However, the conventional differentially private classifiers are determined locally for each database and fail to provide privacy when there is a requirement to use those classifiers over multiple databases. Accordingly, there is a need to determine such a classifier for a set of databases that preserves the differential data privacy of each database.
Differential privacy provides statistical guarantees that the output of a classifier does not include information about individual data instances. However, in multiparty applications, data for determining a classifier are distributed across several databases, and conventional differential privacy methods do not preserve differential data privacy for multiple contributing parties.

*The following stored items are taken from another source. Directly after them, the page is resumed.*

//! Linear phase sequence trait shared by every exercise.
//!
//! Each exercise walks a fixed chain of phases. The chain is declared once as
//! `SEQUENCE`; successor lookup, transition validation and progress are
//! derived from it.

use super::{Percentage, ValidationError};

/// Trait for phase enums that form a forward-only chain.
///
/// # Example
///
/// ```ignore
/// impl PhaseSequence for FilterPhase {
///     const SEQUENCE: &'static [Self] = &[Input, Select, Result];
///
///     fn label(&self) -> &'static str { ... }
///     fn title(&self) -> &'static str { ... }
/// }
///
/// let next = FilterPhase::Input.transition_to(FilterPhase::Select)?;
/// ```
pub trait PhaseSequence: Sized + Copy + PartialEq + std::fmt::Debug + 'static {
    /// Every phase in walk order. Must not be empty.
    const SEQUENCE: &'static [Self];

    /// Stable upper-case tag, e.g. `"SETUP"`.
    fn label(&self) -> &'static str;

    /// Heading shown while the phase is active.
    fn title(&self) -> &'static str;

    /// The phase a fresh (or reset) exercise starts in.
    fn initial() -> Self {
        Self::SEQUENCE[0]
    }

    /// Zero-based position in the chain.
    fn ordinal(&self) -> usize {
        Self::SEQUENCE
            .iter()
            .position(|phase| phase == self)
            .unwrap_or(0)
    }

    /// The single phase reachable from this one, if any.
    fn next(&self) -> Option<Self> {
        Self::SEQUENCE.get(self.ordinal() + 1).copied()
    }

    /// Returns true if `target` is the immediate successor.
    fn can_transition_to(&self, target: &Self) -> bool {
        self.next().as_ref() == Some(target)
    }

    /// Returns all valid target states from current state.
    fn valid_transitions(&self) -> Vec<Self> {
        self.next().into_iter().collect()
    }

    /// Performs transition with validation, returning error if invalid.
    fn transition_to(&self, target: Self) -> Result<Self, ValidationError> {
        if self.can_transition_to(&target) {
            Ok(target)
        } else {
            Err(ValidationError::invalid_format(
                "phase_transition",
                format!("Cannot transition from {:?} to {:?}", self, target),
            ))
        }
    }

    /// Checks if current phase is terminal (no outgoing transition).
    fn is_terminal(&self) -> bool {
        self.next().is_none()
    }

    /// How far along the chain this phase is; the last phase is 100%.
    fn progress(&self) -> Percentage {
        Percentage::of((self.ordinal() + 1) as u32, Self::SEQUENCE.len() as u32)
    }
}
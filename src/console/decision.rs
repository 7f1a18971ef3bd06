//! Decision screens - options, weighted criteria, ratings, ranking.

use anyhow::Result;
use colored::Colorize;

use super::render::{print_header, print_notice, ranked_line};
use super::{ask, ask_number, choose, navigation, Flow};
use clarity::application::ClarityApp;
use clarity::domain::decision::{DecisionExercise, DecisionPhase};
use clarity::domain::foundation::{CriterionId, OptionId, Score, Weight};

#[derive(Debug, Clone, Copy)]
enum Action {
    Name,
    AddOption,
    AddCriterion,
    Reweigh,
    Rate,
    Advance,
    StartOver,
    Menu,
    Quit,
}

pub fn show(app: &mut ClarityApp) -> Result<Flow> {
    let exercise = app.decision()?;
    print_header(app.active(), Some(exercise.phase().subtitle()));

    let mut entries = Vec::new();
    match exercise.phase() {
        DecisionPhase::Setup => {
            let name = if exercise.name().is_empty() {
                "(unnamed decision)"
            } else {
                exercise.name()
            };
            println!("  {}", name.bold());
            for option in exercise.options() {
                println!("  - {}", option.name);
            }
            entries.push(("Name the decision".to_string(), Action::Name));
            entries.push(("Add an option".to_string(), Action::AddOption));
            if exercise.can_advance() {
                entries.push(("Define criteria".to_string(), Action::Advance));
            }
        }
        DecisionPhase::Criteria => {
            for criterion in exercise.criteria() {
                println!("  {:<24} weight {}", criterion.name.as_str(), criterion.weight);
            }
            entries.push(("Add a criterion".to_string(), Action::AddCriterion));
            if !exercise.criteria().is_empty() {
                entries.push(("Adjust a weight".to_string(), Action::Reweigh));
            }
            if exercise.can_advance() {
                entries.push(("Rate options".to_string(), Action::Advance));
            }
        }
        DecisionPhase::Rate => {
            print_matrix(exercise);
            entries.push(("Rate an option".to_string(), Action::Rate));
            entries.push(("Calculate result".to_string(), Action::Advance));
        }
        DecisionPhase::Result => {
            for (position, ranked) in exercise.results().iter().enumerate() {
                let line = ranked_line(position, ranked);
                if ranked.is_winner {
                    println!("  {}", line.green().bold());
                } else {
                    println!("  {}", line);
                }
            }
            println!("\n  Maximum possible: {} pts", exercise.max_score());
            entries.push(("Start over".to_string(), Action::StartOver));
        }
    }
    entries.extend(navigation(Action::Menu, Action::Quit));

    match choose("What next?", &entries)? {
        Action::Name => {
            let current = app.decision()?.name().to_string();
            let text = ask("What are you deciding?", &current)?;
            app.decision_mut()?.set_name(&text)?;
        }
        Action::AddOption => {
            let text = ask("Option", "")?;
            if let Err(e) = app.decision_mut()?.add_option(&text) {
                print_notice(&e.to_string());
            }
        }
        Action::AddCriterion => {
            let text = ask("Criterion", "")?;
            if let Err(e) = app.decision_mut()?.add_criterion(&text) {
                print_notice(&e.to_string());
            }
        }
        Action::Reweigh => reweigh(app)?,
        Action::Rate => rate(app)?,
        Action::Advance => {
            if let Err(e) = app.advance() {
                print_notice(&e.to_string());
            }
        }
        Action::StartOver => app.reset()?,
        Action::Menu => app.back_to_landing(),
        Action::Quit => return Ok(Flow::Quit),
    }

    Ok(Flow::Continue)
}

fn print_matrix(exercise: &DecisionExercise) {
    for option in exercise.options() {
        println!("  {}", option.name.as_str().bold());
        for criterion in exercise.criteria() {
            println!(
                "    {:<22} {:>2}/{}",
                criterion.name.as_str(),
                option.score_for(&criterion.id).value(),
                Score::MAX
            );
        }
    }
}

fn reweigh(app: &mut ClarityApp) -> Result<()> {
    let mut entries: Vec<(String, Option<(CriterionId, u8)>)> = app
        .decision()?
        .criteria()
        .iter()
        .map(|c| (c.name.to_string(), Some((c.id, c.weight.value()))))
        .collect();
    entries.push(("Cancel".to_string(), None));

    if let Some((id, current)) = choose("Which criterion?", &entries)? {
        let value = ask_number("Importance", Weight::MIN, Weight::MAX, current)?;
        app.decision_mut()?.set_weight(&id, Weight::new(value))?;
    }
    Ok(())
}

fn rate(app: &mut ClarityApp) -> Result<()> {
    let exercise = app.decision()?;
    let mut entries: Vec<(String, Option<OptionId>)> = exercise
        .options()
        .iter()
        .map(|o| (o.name.to_string(), Some(o.id)))
        .collect();
    entries.push(("Cancel".to_string(), None));

    let Some(option_id) = choose("Which option?", &entries)? else {
        return Ok(());
    };

    let prompts: Vec<(CriterionId, String, u8)> = match exercise.option(&option_id) {
        Some(option) => exercise
            .criteria()
            .iter()
            .map(|c| (c.id, c.name.to_string(), option.score_for(&c.id).value()))
            .collect(),
        None => return Ok(()),
    };

    for (criterion_id, name, current) in prompts {
        let value = ask_number(&name, 0, Score::MAX, current)?;
        app.decision_mut()?
            .set_score(&option_id, &criterion_id, Score::new(value))?;
    }
    Ok(())
}
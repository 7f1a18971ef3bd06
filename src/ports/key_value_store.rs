//! Key-Value Store Port - Interface for the tiny amount of durable state.
//!
//! The application only ever persists which screen is showing. Any store
//! that can map a string key to a string value will do.

/// Errors that can occur during key-value operations
#[derive(Debug, thiserror::Error)]
pub enum StoreError {
    #[error("IO error: {0}")]
    Io(String),

    #[error("Failed to serialize store contents: {0}")]
    Serialization(String),

    #[error("Failed to deserialize store contents: {0}")]
    Deserialization(String),
}

/// Port for reading and writing string values by key.
///
/// Both calls are synchronous. A missing key is `Ok(None)`, never an error.
pub trait KeyValueStore: Send + Sync {
    /// Returns the value stored under `key`, if any.
    ///
    /// # Errors
    /// Returns `StoreError` if the backing medium cannot be read.
    fn get(&self, key: &str) -> Result<Option<String>, StoreError>;

    /// Stores `value` under `key`, replacing any previous value.
    ///
    /// # Errors
    /// Returns `StoreError` if the backing medium cannot be written.
    fn set(&self, key: &str, value: &str) -> Result<(), StoreError>;
}

#[cfg(test)]
mod tests {
    use super::*;

    #[allow(dead_code)]
    fn assert_object_safe(_: &dyn KeyValueStore) {}

    #[test]
    fn store_error_io_displays() {
        let err = StoreError::Io("permission denied".to_string());
        assert_eq!(err.to_string(), "IO error: permission denied");
    }

    #[test]
    fn store_error_deserialization_displays() {
        let err = StoreError::Deserialization("bad yaml".to_string());
        assert!(err.to_string().contains("deserialize"));
    }
}
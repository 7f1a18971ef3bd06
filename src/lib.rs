//! Clarity - Guided focus exercises
//!
//! Three short exercises that turn a cluttered head into a clear next step:
//! filtering a brain dump down to three priorities, scoring options against
//! weighted criteria, and explaining a topic back at three levels of depth.
//! Only the chosen exercise survives a restart; exercise progress does not.

pub mod adapters;
pub mod application;
pub mod config;
pub mod domain;
pub mod ports;
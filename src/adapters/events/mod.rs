//! Transition listener adapters.
//!
//! - `TracingListener` - Writes each transition to the log
//! - `RecordingListener` - Captures transitions for test assertions

mod recording;
mod tracing_listener;

pub use recording::RecordingListener;
pub use tracing_listener::TracingListener;
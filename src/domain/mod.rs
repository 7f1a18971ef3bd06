//! Domain layer containing the exercise rules and their vocabulary.
//!
//! # Module Organization
//!
//! - `foundation` - Shared primitives (mode, value objects, IDs, phase trait, errors)
//! - `filter` - "What actually matters?" prioritisation with a three-item cap
//! - `decision` - Weighted criteria decision and its scoring engine
//! - `teach` - Three-level teach-back journaling

pub mod decision;
pub mod filter;
pub mod foundation;
pub mod teach;
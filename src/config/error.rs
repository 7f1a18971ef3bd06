//! Configuration error types

use thiserror::Error;

/// Errors that can occur during configuration loading
#[derive(Debug, Error)]
pub enum ConfigError {
    #[error("Configuration loading failed: {0}")]
    LoadError(#[from] config::ConfigError),

    #[error("Validation failed: {0}")]
    ValidationFailed(#[from] ValidationError),
}

/// Errors that can occur during configuration validation
#[derive(Debug, Error, PartialEq, Eq)]
pub enum ValidationError {
    #[error("Storage path must not be empty for the file backend")]
    EmptyStoragePath,

    #[error("Log filter must not be empty")]
    EmptyLogFilter,
}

This is because conventional methods are inherently designed for the case where the classifier is determined based on access to the entire data of the database and is modified by the noise value computed over the data to produce differentially private classifier specifically for that data. However, in multiparty applications, it is often impossible to access the data of different database due to security constraints.
Embodiments of the invention are based on a realization that for a set of databases, a differentially private aggregate classifier preserving the differential data privacy of each database can be determined from the classifiers and the noise values of individual databases in the set of databases, without allowing access to the data of the databases.
However, in multiparty applications, adding the noise value to the classifier is no longer straightforward. This is because there is no guarantee that the added noise results in the differential data privacy of each database. For example, the aggregation of all classifiers and the noise values, which would be considered as a logical approach, does not satisfy differential privacy for the combined data.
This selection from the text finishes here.